## EXERCISE DETAILS:
Copy out every line of the records in which "status" can be found.

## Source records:

-- Opening Marker --

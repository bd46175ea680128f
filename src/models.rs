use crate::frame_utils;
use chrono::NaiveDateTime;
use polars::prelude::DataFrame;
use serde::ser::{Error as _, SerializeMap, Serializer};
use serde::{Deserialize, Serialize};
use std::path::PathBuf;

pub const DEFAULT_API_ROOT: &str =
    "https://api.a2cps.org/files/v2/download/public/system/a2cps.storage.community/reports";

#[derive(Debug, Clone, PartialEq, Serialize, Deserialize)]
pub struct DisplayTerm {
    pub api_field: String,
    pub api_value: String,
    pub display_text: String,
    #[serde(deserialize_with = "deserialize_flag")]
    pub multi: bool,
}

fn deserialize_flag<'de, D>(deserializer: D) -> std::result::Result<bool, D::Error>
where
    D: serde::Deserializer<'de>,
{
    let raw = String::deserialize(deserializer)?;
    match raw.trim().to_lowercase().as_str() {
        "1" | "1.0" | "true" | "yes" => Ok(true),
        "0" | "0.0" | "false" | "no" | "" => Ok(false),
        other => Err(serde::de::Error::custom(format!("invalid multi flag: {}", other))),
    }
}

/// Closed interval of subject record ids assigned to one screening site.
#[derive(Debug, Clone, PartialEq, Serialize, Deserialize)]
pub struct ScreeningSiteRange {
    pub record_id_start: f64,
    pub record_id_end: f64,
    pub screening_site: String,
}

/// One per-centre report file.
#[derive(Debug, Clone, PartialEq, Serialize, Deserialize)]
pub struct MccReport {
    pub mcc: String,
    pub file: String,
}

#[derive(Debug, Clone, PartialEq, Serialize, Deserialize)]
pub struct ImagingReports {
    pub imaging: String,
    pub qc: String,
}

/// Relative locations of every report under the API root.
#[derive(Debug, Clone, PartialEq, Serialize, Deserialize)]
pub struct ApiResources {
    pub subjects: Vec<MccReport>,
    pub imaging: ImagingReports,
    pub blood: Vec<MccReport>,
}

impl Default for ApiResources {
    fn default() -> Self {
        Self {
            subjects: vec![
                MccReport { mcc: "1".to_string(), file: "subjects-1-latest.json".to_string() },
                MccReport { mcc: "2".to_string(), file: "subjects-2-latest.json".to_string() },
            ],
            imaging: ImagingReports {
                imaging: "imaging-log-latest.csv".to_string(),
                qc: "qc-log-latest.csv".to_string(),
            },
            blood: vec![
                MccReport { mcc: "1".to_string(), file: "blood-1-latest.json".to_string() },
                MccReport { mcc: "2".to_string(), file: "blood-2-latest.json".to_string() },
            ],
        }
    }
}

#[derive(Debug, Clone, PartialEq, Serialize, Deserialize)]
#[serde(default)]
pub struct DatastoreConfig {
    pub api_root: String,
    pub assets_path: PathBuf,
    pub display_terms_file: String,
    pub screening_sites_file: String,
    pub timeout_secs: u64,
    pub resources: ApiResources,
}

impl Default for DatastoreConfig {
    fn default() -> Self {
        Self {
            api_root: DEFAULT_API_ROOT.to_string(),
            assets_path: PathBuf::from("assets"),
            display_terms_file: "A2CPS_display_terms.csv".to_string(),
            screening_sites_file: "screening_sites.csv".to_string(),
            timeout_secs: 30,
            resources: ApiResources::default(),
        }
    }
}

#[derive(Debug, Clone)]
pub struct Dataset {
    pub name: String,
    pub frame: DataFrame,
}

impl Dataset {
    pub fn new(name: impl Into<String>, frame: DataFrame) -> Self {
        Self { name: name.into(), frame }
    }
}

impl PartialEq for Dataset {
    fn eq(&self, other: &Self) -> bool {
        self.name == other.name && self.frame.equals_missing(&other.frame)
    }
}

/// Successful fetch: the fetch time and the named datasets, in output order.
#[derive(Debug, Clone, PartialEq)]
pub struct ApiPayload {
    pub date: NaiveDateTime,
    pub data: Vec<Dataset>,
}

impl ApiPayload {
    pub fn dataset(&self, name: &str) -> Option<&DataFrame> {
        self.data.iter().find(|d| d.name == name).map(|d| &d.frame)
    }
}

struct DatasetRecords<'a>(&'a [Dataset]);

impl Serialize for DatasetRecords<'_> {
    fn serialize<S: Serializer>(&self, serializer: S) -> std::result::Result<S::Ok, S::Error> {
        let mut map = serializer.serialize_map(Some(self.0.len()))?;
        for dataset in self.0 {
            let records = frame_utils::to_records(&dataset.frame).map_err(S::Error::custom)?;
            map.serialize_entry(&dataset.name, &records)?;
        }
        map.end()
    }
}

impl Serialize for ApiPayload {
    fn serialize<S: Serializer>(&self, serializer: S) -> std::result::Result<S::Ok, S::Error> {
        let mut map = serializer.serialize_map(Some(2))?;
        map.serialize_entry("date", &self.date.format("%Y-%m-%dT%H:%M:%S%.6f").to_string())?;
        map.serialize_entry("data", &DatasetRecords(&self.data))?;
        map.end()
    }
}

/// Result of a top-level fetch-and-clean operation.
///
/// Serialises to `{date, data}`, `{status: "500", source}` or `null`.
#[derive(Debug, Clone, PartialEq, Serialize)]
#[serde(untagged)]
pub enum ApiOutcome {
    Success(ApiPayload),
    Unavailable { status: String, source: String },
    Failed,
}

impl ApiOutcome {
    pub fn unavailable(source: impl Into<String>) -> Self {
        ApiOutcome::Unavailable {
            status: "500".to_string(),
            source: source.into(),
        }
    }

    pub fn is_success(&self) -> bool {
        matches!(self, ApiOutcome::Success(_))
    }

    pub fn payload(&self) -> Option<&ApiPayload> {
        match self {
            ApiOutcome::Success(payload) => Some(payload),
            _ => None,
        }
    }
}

-- Closing Marker --

## OUTPUT FOR THIS EXERCISE:
/// Serialises to `{date, data}`, `{status: "500", source}` or `null`.
    Unavailable { status: String, source: String },
            status: "500".to_string(),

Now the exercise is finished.